The demand for solid-state LiDAR systems is still rising in an aggressive manner as an increasing number of original equipment manufacturers in the auto industry are investing even more resources in their efforts to finalize SAE Level 2 and Level 3 semi-autonomous driving solutions, according to LeddarTech, a provider of such sensor solutions. The company's newly published bi-annual report states that auto OEMs are still pursuing their goal of commercializing basic autonomous driving technologies within the first half of the next decade, underscoring the already crucial need for a reliable supply of premium yet cost-effective LiDARs and other sensing solutions.
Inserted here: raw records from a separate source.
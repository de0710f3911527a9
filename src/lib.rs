/*
    Copyright © 2023, ParallelChain Lab
    Licensed under the Apache License, Version 2.0: http://www.apache.org/licenses/LICENSE-2.0
*/

//! A cache of point-in-time readers over a versioned blockchain state store.
//!
//! Block processing opens a state reader for every unit of work. Opening readers is expensive, and a
//! reader that is kept for too long stops the storage engine from reclaiming the space taken up by old
//! versions of the state. This crate shares one reader between many units of work, replaces it at a
//! fixed cadence, and makes sure that readers never see a half-applied write:
//! - [`leased_reader`] counts the leases on a shared reader and releases it exactly once.
//! - [`reader_cache`] hands out leases, sweeps the shared reader periodically, and coordinates with
//!   write batches.
//! - [`persistence`] defines the interface the storage engine has to implement.
//!
//! ## Example
//!
//! ```ignore
//! let cache = ReaderCache::new(persistence, ReaderCacheConfig::default());
//!
//! // Reading.
//! let reader = cache.create_reader()?;
//! let account = reader.get_account(&address)?;
//! drop(reader);
//!
//! // Writing.
//! let mut batch = cache.create_write_batch(from, to, WriteFlags::NONE)?;
//! batch.set_account(&address, Some(&account))?;
//! batch.commit()?;
//! ```

pub mod config;

pub mod error;

pub mod events;

pub mod leased_reader;

pub mod logging;

pub mod paths;

pub mod persistence;

pub mod reader_cache;

pub mod stats;

pub mod types;

pub(crate) mod watchdog;

pub use config::ReaderCacheConfig;
pub use error::PersistenceError;
pub use leased_reader::{LeasedReader, ReaderLease};
pub use persistence::{Persistence, PersistenceReader, PersistenceWriteBatch};
pub use reader_cache::{CachedWriteBatch, ReaderCache};
pub use stats::CacheStats;
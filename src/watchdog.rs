/*
    Copyright © 2023, ParallelChain Lab
    Licensed under the Apache License, Version 2.0: http://www.apache.org/licenses/LICENSE-2.0
*/

//! Background thread that warns about readers that stay alive for too long.
//!
//! Every reader created by the cache is registered here once, at creation. When the configured delay
//! has passed, the watchdog looks at the reader's lease counter and logs a
//! [`SuspectedReaderLeak`](crate::logging::SUSPECTED_READER_LEAK) if the reader has not been disposed
//! yet. The watchdog only holds a [`Weak`] reference to the counter, so it never keeps a reader alive
//! and never takes part in lease counting.

use std::collections::VecDeque;
use std::sync::atomic::AtomicI64;
use std::sync::mpsc::{self, Receiver, RecvTimeoutError, Sender};
use std::sync::{Arc, Weak};
use std::thread::{self, JoinHandle};
use std::time::{Duration, Instant, SystemTime};

use crate::events::SuspectedReaderLeakEvent;
use crate::leased_reader::{outstanding_leases, LeasedReader};
use crate::logging::Logger;
use crate::persistence::PersistenceReader;
use crate::stats::StatsCounters;
use crate::types::InstanceId;

pub(crate) enum WatchdogCommand {
    Watch(Watch),
    Shutdown,
}

pub(crate) struct Watch {
    instance: InstanceId,
    created_at: Instant,
    deadline: Instant,
    lease_count: Weak<AtomicI64>,
}

/// Handle used to register readers with the watchdog thread.
pub(crate) struct LeakWatchdog {
    commands: Sender<WatchdogCommand>,
    delay: Duration,
}

impl LeakWatchdog {
    pub(crate) fn start(delay: Duration, stats: Arc<StatsCounters>) -> (LeakWatchdog, JoinHandle<()>) {
        let (commands, command_receiver) = mpsc::channel();
        let handle = thread::spawn(move || run(command_receiver, stats));
        (LeakWatchdog { commands, delay }, handle)
    }

    /// Schedule a one-shot check of `reader`.
    pub(crate) fn watch<R: PersistenceReader>(&self, reader: &LeasedReader<R>) {
        let watch = Watch {
            instance: reader.instance(),
            created_at: reader.created_at(),
            deadline: reader.created_at() + self.delay,
            lease_count: reader.lease_counter(),
        };
        // The thread only goes away during shutdown, after which no more readers are created.
        let _ = self.commands.send(WatchdogCommand::Watch(watch));
    }

    pub(crate) fn shutdown(&self) {
        let _ = self.commands.send(WatchdogCommand::Shutdown);
    }
}

fn run(commands: Receiver<WatchdogCommand>, stats: Arc<StatsCounters>) {
    // Every watch has the same delay, so deadlines arrive in registration order.
    let mut pending: VecDeque<Watch> = VecDeque::new();
    loop {
        let command = match pending.front() {
            Some(watch) => {
                let now = Instant::now();
                if watch.deadline <= now {
                    if let Some(watch) = pending.pop_front() {
                        check(&watch, &stats);
                    }
                    continue;
                }
                commands.recv_timeout(watch.deadline - now)
            }
            None => commands.recv().map_err(|_| RecvTimeoutError::Disconnected),
        };

        match command {
            Ok(WatchdogCommand::Watch(watch)) => pending.push_back(watch),
            Ok(WatchdogCommand::Shutdown) | Err(RecvTimeoutError::Disconnected) => return,
            Err(RecvTimeoutError::Timeout) => (),
        }
    }
}

fn check(watch: &Watch, stats: &StatsCounters) {
    // A counter that is gone belonged to a reader that has been dropped entirely.
    let Some(lease_count) = watch.lease_count.upgrade() else {
        return;
    };
    if let Some(leases) = outstanding_leases(&lease_count) {
        StatsCounters::increment(&stats.suspected_leaks);
        SuspectedReaderLeakEvent {
            timestamp: SystemTime::now(),
            instance: watch.instance,
            age: watch.created_at.elapsed(),
            leases,
        }
        .log();
    }
}
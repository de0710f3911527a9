pub(crate) mod logging;

pub(crate) mod mem_persistence;

use std::time::Duration;

use state_reader_cache::{
    types::{Account, Address, BlockNumber, CryptoHash, StateId},
    ReaderCacheConfig,
};

/// A state at `block_number` whose root is `block_number` repeated.
pub(crate) fn state(block_number: u64) -> StateId {
    StateId::new(
        BlockNumber::new(block_number),
        CryptoHash::new([block_number as u8; 32]),
    )
}

pub(crate) fn address(n: u8) -> Address {
    Address::new([n; 20])
}

pub(crate) fn account(nonce: u64, balance: u128) -> Account {
    Account {
        nonce,
        balance,
        storage_root: CryptoHash::new([0; 32]),
        code_hash: CryptoHash::new([0; 32]),
    }
}

/// A config whose sweeper never fires during a test. Sweeps are then triggered by hand with
/// `ReaderCache::sweep`.
pub(crate) fn manual_sweep_config() -> ReaderCacheConfig {
    ReaderCacheConfig::builder()
        .sweep_interval(Duration::from_secs(3600))
        .leak_warning_after(Duration::from_secs(3600))
        .build()
}

pub(crate) fn sweep_every(interval: Duration) -> ReaderCacheConfig {
    ReaderCacheConfig::builder()
        .sweep_interval(interval)
        .leak_warning_after(Duration::from_secs(3600))
        .build()
}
LeddarTech is unsurprisingly seeing the current state of affairs as a massive opportunity for growing its business, particularly after it successfully completed a $101 million funding round at the end of its last fiscal year and is now equipped with the financial tools for accelerating its expansion. The company's flagship product is the self-titled Leddar, a solid-state LiDAR system that's touted as a result of a decade worth of intensive research and development. The firm says it added more Tier-1 clients and OEM projects to its portfolio over the first half of its current fiscal year concluded in March but still isn't mentioning any names. LeddarTech sees SSLs as the future of autonomous driving due to their cost-effective nature that it believes is the key to unlocking self-driving vehicles that aren't just perfectly safe and easy to produce on a large scale but also affordable to manufacture.
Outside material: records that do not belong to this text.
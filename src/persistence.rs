/*
    Copyright © 2023, ParallelChain Lab
    Licensed under the Apache License, Version 2.0: http://www.apache.org/licenses/LICENSE-2.0
*/
//! Defines the [Persistence] trait, which specifies the required interface for the storage engine
//! provided by the user, together with the reader and write batch handles it hands out.
//!
//! Given methods to get and set the value for a given key in bytes, this module also provides methods
//! to get and set the state records described in [crate::paths]. Storage engines that can serve a
//! record more efficiently than by a raw key lookup are free to override the provided methods.

use borsh::{BorshDeserialize, BorshSerialize};

use crate::error::{Key, PersistenceError};
use crate::paths;
use crate::types::{Account, Address, CryptoHash, SlotValue, StateId, StorageSlot, TreePath, WriteFlags};

/// A raw key-value pair yielded by [`PersistenceReader::iter_prefix`].
pub type FlatEntry = (Vec<u8>, Vec<u8>);

/// Factory for point-in-time readers and write batches over a versioned state store.
pub trait Persistence: Send + Sync + 'static {
    type Reader: PersistenceReader;
    type WriteBatch: PersistenceWriteBatch;

    /// Open a reader bound to the store's current state. May block on I/O.
    fn open_reader(&self) -> Result<Self::Reader, PersistenceError>;

    /// Begin a transition of the store from state `from` to state `to`. The transition is applied
    /// when the returned batch is [committed](PersistenceWriteBatch::commit).
    fn open_write_batch(
        &self,
        from: StateId,
        to: StateId,
        flags: WriteFlags,
    ) -> Result<Self::WriteBatch, PersistenceError>;
}

/// A handle into one specific version of the state.
///
/// Readers hold on to resources in the storage engine (e.g., a snapshot that pins old data and
/// prevents compaction from reclaiming it) until they are dropped.
pub trait PersistenceReader: Send + Sync + 'static {
    /// Iterator over the raw entries under a prefix. It owns whatever it needs from the reader, so it
    /// may be driven after the call that created it returns.
    type FlatIterator: Iterator<Item = Result<FlatEntry, PersistenceError>> + Send;

    fn get(&self, key: &[u8]) -> Result<Option<Vec<u8>>, PersistenceError>;

    /// Iterate through every entry whose key starts with `prefix`, in ascending key order.
    fn iter_prefix(&self, prefix: &[u8]) -> Result<Self::FlatIterator, PersistenceError>;

    /// The state version this reader is bound to.
    fn current_state(&self) -> StateId;

    /// Whether the store keys accounts and slots by their raw value instead of by their hash. See
    /// [crate::paths].
    fn is_preimage_mode(&self) -> bool;

    /* ↓↓↓ Accounts ↓↓↓ */

    fn get_account(&self, address: &Address) -> Result<Option<Account>, PersistenceError> {
        let account_path = paths::account_path(address, self.is_preimage_mode());
        if let Some(bytes) = self.get_account_raw(&account_path)? {
            Ok(Some(Account::try_from_slice(&bytes).map_err(|err| {
                PersistenceError::DeserializeValue {
                    key: Key::Account { account_path },
                    source: err,
                }
            })?))
        } else {
            Ok(None)
        }
    }

    fn get_account_raw(&self, account_path: &CryptoHash) -> Result<Option<Vec<u8>>, PersistenceError> {
        self.get(&paths::account_key(account_path))
    }

    /* ↓↓↓ Storage ↓↓↓ */

    fn try_get_slot(
        &self,
        address: &Address,
        slot: &StorageSlot,
    ) -> Result<Option<SlotValue>, PersistenceError> {
        let preimage_mode = self.is_preimage_mode();
        let account_path = paths::account_path(address, preimage_mode);
        let slot_path = paths::slot_path(slot, preimage_mode);
        if let Some(bytes) = self.get_storage_raw(&account_path, &slot_path)? {
            Ok(Some(SlotValue::try_from_slice(&bytes).map_err(|err| {
                PersistenceError::DeserializeValue {
                    key: Key::StorageSlot {
                        account_path,
                        slot_path,
                    },
                    source: err,
                }
            })?))
        } else {
            Ok(None)
        }
    }

    fn get_storage_raw(
        &self,
        account_path: &CryptoHash,
        slot_path: &CryptoHash,
    ) -> Result<Option<Vec<u8>>, PersistenceError> {
        self.get(&paths::storage_key(account_path, slot_path))
    }

    /* ↓↓↓ Trie nodes ↓↓↓ */

    fn load_state_node(&self, path: &TreePath) -> Result<Option<Vec<u8>>, PersistenceError> {
        self.get(&paths::state_node_key(path))
    }

    fn load_storage_node(
        &self,
        account_path: &CryptoHash,
        path: &TreePath,
    ) -> Result<Option<Vec<u8>>, PersistenceError> {
        self.get(&paths::storage_node_key(account_path, path))
    }

    /* ↓↓↓ Iteration ↓↓↓ */

    /// Iterate through every account, in ascending order of account path.
    fn account_iterator(&self) -> Result<AccountIterator<Self::FlatIterator>, PersistenceError> {
        Ok(AccountIterator {
            entries: self.iter_prefix(&paths::ACCOUNTS)?,
        })
    }

    /// Iterate through every non-empty slot of the account at `account_path`, in ascending order of
    /// slot path.
    fn storage_iterator(
        &self,
        account_path: &CryptoHash,
    ) -> Result<StorageIterator<Self::FlatIterator>, PersistenceError> {
        let prefix = paths::storage_prefix(account_path);
        Ok(StorageIterator {
            entries: self.iter_prefix(&prefix)?,
            account_path: *account_path,
            prefix,
        })
    }
}

/// Yields `(account path, account)` pairs. See [`PersistenceReader::account_iterator`].
pub struct AccountIterator<I> {
    entries: I,
}

impl<I: Iterator<Item = Result<FlatEntry, PersistenceError>>> Iterator for AccountIterator<I> {
    type Item = Result<(CryptoHash, Account), PersistenceError>;

    fn next(&mut self) -> Option<Self::Item> {
        let (key, value) = match self.entries.next()? {
            Ok(entry) => entry,
            Err(err) => return Some(Err(err)),
        };
        let Some(account_path) = paths::suffix_hash(&key, &paths::ACCOUNTS) else {
            return Some(Err(PersistenceError::DeserializeValue {
                key: Key::Raw { key },
                source: std::io::Error::new(
                    std::io::ErrorKind::InvalidData,
                    "account key has an unexpected length",
                ),
            }));
        };
        Some(
            Account::try_from_slice(&value)
                .map(|account| (account_path, account))
                .map_err(|err| PersistenceError::DeserializeValue {
                    key: Key::Account { account_path },
                    source: err,
                }),
        )
    }
}

/// Yields `(slot path, value)` pairs of one account. See [`PersistenceReader::storage_iterator`].
pub struct StorageIterator<I> {
    entries: I,
    account_path: CryptoHash,
    prefix: Vec<u8>,
}

impl<I: Iterator<Item = Result<FlatEntry, PersistenceError>>> Iterator for StorageIterator<I> {
    type Item = Result<(CryptoHash, SlotValue), PersistenceError>;

    fn next(&mut self) -> Option<Self::Item> {
        let (key, value) = match self.entries.next()? {
            Ok(entry) => entry,
            Err(err) => return Some(Err(err)),
        };
        let Some(slot_path) = paths::suffix_hash(&key, &self.prefix) else {
            return Some(Err(PersistenceError::DeserializeValue {
                key: Key::Raw { key },
                source: std::io::Error::new(
                    std::io::ErrorKind::InvalidData,
                    "storage key has an unexpected length",
                ),
            }));
        };
        Some(
            SlotValue::try_from_slice(&value)
                .map(|slot_value| (slot_path, slot_value))
                .map_err(|err| PersistenceError::DeserializeValue {
                    key: Key::StorageSlot {
                        account_path: self.account_path,
                        slot_path,
                    },
                    source: err,
                }),
        )
    }
}

/// A set of changes that moves the store from one state to another.
///
/// Nothing is visible to readers until [`commit`](Self::commit) returns. Dropping a batch without
/// committing it discards its changes.
pub trait PersistenceWriteBatch: Send {
    fn set(&mut self, key: &[u8], value: &[u8]);
    fn delete(&mut self, key: &[u8]);

    /// See [`PersistenceReader::is_preimage_mode`].
    fn is_preimage_mode(&self) -> bool;

    /// Durably apply the batch to the store.
    fn commit(self) -> Result<(), PersistenceError>
    where
        Self: Sized;

    /* ↓↓↓ Accounts ↓↓↓ */

    /// Set `address`'s account, or delete it if `account` is `None`.
    fn set_account(&mut self, address: &Address, account: Option<&Account>) -> Result<(), PersistenceError> {
        let account_path = paths::account_path(address, self.is_preimage_mode());
        match account {
            Some(account) => {
                let bytes = account
                    .try_to_vec()
                    .map_err(|err| PersistenceError::SerializeValue {
                        key: Key::Account { account_path },
                        source: err,
                    })?;
                self.set_account_raw(&account_path, Some(&bytes));
            }
            None => self.set_account_raw(&account_path, None),
        }
        Ok(())
    }

    fn set_account_raw(&mut self, account_path: &CryptoHash, value: Option<&[u8]>) {
        let key = paths::account_key(account_path);
        match value {
            Some(value) => self.set(&key, value),
            None => self.delete(&key),
        }
    }

    /* ↓↓↓ Storage ↓↓↓ */

    /// Set a slot of `address`'s storage, or clear it if `value` is `None`.
    fn set_storage(
        &mut self,
        address: &Address,
        slot: &StorageSlot,
        value: Option<&SlotValue>,
    ) -> Result<(), PersistenceError> {
        let preimage_mode = self.is_preimage_mode();
        let account_path = paths::account_path(address, preimage_mode);
        let slot_path = paths::slot_path(slot, preimage_mode);
        match value {
            Some(value) => {
                let bytes = value
                    .try_to_vec()
                    .map_err(|err| PersistenceError::SerializeValue {
                        key: Key::StorageSlot {
                            account_path,
                            slot_path,
                        },
                        source: err,
                    })?;
                self.set_storage_raw(&account_path, &slot_path, Some(&bytes));
            }
            None => self.set_storage_raw(&account_path, &slot_path, None),
        }
        Ok(())
    }

    fn set_storage_raw(&mut self, account_path: &CryptoHash, slot_path: &CryptoHash, value: Option<&[u8]>) {
        let key = paths::storage_key(account_path, slot_path);
        match value {
            Some(value) => self.set(&key, value),
            None => self.delete(&key),
        }
    }

    /* ↓↓↓ Trie nodes ↓↓↓ */

    fn set_state_node(&mut self, path: &TreePath, node: Option<&[u8]>) {
        let key = paths::state_node_key(path);
        match node {
            Some(node) => self.set(&key, node),
            None => self.delete(&key),
        }
    }

    fn set_storage_node(&mut self, account_path: &CryptoHash, path: &TreePath, node: Option<&[u8]>) {
        let key = paths::storage_node_key(account_path, path);
        match node {
            Some(node) => self.set(&key, node),
            None => self.delete(&key),
        }
    }
}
Whereas traditional laser-shooting and spinning LiDARs cost tens upon thousands of dollars per a single unit, SSLs — much like their name implies — feature no movable parts and can be manufactured and sold at a profit with a price tag that's only measured in hundreds of dollars, being entirely silicon-based. Some major auto OEMs like BMW already embraced the technology and more are expected to follow suit in the near future, with LeddarTech now looking to expand beyond its native Canada and scale up its operations by launching the LCA2 SoC and a LiDAR module based on it, in addition to ennobling its ranks with new expert hires in key positions.